_What the task requires:_ Report how many lines of the entries below contain the word "effort", and nothing more.

### Input data ###

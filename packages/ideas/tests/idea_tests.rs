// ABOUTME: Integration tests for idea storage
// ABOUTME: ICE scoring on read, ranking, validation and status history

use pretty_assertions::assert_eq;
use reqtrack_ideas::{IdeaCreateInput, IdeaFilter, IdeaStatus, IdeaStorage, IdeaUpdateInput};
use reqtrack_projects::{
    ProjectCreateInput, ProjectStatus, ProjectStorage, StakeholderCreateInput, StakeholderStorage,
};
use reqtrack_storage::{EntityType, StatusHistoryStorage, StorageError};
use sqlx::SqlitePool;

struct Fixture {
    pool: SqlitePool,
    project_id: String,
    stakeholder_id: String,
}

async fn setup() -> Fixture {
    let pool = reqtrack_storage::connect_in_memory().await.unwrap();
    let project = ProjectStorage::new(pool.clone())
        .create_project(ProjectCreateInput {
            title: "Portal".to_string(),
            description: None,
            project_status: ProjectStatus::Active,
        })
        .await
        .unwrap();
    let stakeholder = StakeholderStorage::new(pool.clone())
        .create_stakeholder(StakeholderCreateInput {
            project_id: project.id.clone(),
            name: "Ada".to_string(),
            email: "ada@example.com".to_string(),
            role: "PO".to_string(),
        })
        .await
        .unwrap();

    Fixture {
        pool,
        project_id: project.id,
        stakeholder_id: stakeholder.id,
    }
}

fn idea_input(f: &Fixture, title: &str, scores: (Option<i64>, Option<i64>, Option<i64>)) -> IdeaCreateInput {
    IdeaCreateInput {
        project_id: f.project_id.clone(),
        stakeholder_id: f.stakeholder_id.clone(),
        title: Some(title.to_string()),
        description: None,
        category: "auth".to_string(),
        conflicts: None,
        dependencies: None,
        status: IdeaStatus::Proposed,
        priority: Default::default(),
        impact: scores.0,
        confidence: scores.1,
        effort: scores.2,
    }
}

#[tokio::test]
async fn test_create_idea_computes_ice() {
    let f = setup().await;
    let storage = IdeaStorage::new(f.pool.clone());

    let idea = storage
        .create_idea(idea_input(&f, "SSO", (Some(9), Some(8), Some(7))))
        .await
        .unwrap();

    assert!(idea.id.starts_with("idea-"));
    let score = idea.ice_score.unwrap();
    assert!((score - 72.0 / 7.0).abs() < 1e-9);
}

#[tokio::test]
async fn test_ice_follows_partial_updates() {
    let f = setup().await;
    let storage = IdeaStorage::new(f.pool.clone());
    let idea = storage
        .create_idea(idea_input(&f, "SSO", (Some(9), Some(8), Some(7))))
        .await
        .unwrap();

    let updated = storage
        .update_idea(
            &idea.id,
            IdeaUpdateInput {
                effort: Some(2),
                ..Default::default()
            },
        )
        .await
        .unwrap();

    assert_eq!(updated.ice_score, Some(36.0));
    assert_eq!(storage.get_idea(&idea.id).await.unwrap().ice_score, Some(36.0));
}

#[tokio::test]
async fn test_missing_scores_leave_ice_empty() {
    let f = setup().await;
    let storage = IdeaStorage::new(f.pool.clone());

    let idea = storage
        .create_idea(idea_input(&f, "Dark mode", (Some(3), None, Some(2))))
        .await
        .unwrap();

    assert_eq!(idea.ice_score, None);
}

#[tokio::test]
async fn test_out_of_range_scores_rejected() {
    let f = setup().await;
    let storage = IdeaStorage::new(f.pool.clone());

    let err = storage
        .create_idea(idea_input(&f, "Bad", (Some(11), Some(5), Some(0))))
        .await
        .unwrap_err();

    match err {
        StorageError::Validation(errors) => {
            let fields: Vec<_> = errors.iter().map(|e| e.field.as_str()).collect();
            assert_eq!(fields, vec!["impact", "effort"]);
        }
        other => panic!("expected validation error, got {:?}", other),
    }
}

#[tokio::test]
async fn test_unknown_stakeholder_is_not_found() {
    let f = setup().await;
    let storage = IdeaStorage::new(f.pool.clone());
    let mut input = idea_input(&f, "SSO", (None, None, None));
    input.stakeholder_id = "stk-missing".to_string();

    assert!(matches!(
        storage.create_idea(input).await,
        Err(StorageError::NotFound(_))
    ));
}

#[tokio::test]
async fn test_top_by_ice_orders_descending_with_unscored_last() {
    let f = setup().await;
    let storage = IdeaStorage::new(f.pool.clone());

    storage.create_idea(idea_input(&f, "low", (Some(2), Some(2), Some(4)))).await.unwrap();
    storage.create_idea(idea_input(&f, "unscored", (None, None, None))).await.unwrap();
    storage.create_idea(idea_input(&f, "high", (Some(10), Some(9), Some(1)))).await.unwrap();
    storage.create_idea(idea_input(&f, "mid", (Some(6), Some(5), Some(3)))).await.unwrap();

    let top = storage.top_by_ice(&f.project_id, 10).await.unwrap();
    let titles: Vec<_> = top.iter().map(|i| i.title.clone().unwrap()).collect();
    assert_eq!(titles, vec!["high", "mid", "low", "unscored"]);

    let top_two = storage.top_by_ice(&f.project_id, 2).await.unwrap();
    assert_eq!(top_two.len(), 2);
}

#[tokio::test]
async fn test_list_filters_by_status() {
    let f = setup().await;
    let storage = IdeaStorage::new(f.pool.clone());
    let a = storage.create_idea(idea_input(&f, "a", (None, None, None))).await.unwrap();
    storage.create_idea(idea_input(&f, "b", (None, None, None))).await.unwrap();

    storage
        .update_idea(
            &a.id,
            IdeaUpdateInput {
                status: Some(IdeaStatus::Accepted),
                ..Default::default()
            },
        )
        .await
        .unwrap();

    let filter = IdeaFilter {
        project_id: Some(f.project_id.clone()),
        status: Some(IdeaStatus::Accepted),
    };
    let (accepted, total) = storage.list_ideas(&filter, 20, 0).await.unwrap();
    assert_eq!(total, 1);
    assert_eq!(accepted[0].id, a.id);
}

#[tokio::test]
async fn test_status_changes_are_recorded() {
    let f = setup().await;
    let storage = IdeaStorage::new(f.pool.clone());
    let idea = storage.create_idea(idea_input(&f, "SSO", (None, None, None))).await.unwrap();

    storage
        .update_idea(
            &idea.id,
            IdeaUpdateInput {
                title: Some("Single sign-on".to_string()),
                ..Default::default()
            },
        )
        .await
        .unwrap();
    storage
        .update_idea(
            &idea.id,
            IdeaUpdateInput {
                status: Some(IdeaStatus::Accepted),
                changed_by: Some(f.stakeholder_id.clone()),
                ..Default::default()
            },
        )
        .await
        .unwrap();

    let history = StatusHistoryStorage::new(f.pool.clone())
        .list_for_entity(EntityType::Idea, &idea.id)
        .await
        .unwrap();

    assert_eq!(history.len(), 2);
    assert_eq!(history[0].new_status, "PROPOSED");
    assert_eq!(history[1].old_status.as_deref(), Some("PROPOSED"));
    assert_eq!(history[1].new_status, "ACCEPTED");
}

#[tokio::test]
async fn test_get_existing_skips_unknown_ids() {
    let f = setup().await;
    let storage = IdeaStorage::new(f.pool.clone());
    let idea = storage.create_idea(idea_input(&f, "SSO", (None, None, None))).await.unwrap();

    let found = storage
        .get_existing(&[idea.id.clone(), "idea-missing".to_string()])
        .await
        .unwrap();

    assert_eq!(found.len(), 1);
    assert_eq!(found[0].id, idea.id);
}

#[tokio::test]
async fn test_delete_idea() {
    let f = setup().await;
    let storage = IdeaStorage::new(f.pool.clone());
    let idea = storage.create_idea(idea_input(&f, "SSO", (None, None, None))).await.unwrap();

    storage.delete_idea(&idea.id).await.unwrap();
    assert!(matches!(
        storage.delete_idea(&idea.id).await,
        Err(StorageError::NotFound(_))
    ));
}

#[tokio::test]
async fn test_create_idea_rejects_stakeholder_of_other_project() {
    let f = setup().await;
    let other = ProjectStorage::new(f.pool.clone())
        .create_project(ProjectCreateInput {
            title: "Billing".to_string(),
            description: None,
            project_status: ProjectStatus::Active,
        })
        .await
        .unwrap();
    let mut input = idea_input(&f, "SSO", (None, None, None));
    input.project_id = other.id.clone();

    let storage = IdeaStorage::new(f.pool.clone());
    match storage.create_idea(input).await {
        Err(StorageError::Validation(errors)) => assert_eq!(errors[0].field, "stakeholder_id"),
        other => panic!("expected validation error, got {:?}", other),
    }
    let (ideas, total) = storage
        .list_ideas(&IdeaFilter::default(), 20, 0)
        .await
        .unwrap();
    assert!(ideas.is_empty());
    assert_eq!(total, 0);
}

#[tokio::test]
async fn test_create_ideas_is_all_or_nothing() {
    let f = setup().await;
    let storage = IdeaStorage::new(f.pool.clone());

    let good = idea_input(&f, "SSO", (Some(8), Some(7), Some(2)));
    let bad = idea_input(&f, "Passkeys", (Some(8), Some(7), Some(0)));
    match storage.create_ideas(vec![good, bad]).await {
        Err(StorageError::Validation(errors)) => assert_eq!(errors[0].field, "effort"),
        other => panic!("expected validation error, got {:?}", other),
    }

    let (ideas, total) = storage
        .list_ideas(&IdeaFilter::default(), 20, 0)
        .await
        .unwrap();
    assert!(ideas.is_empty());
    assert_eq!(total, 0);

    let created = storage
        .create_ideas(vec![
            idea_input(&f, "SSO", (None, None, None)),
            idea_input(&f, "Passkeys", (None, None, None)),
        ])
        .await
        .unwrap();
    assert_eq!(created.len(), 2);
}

###

_Response area:_ 4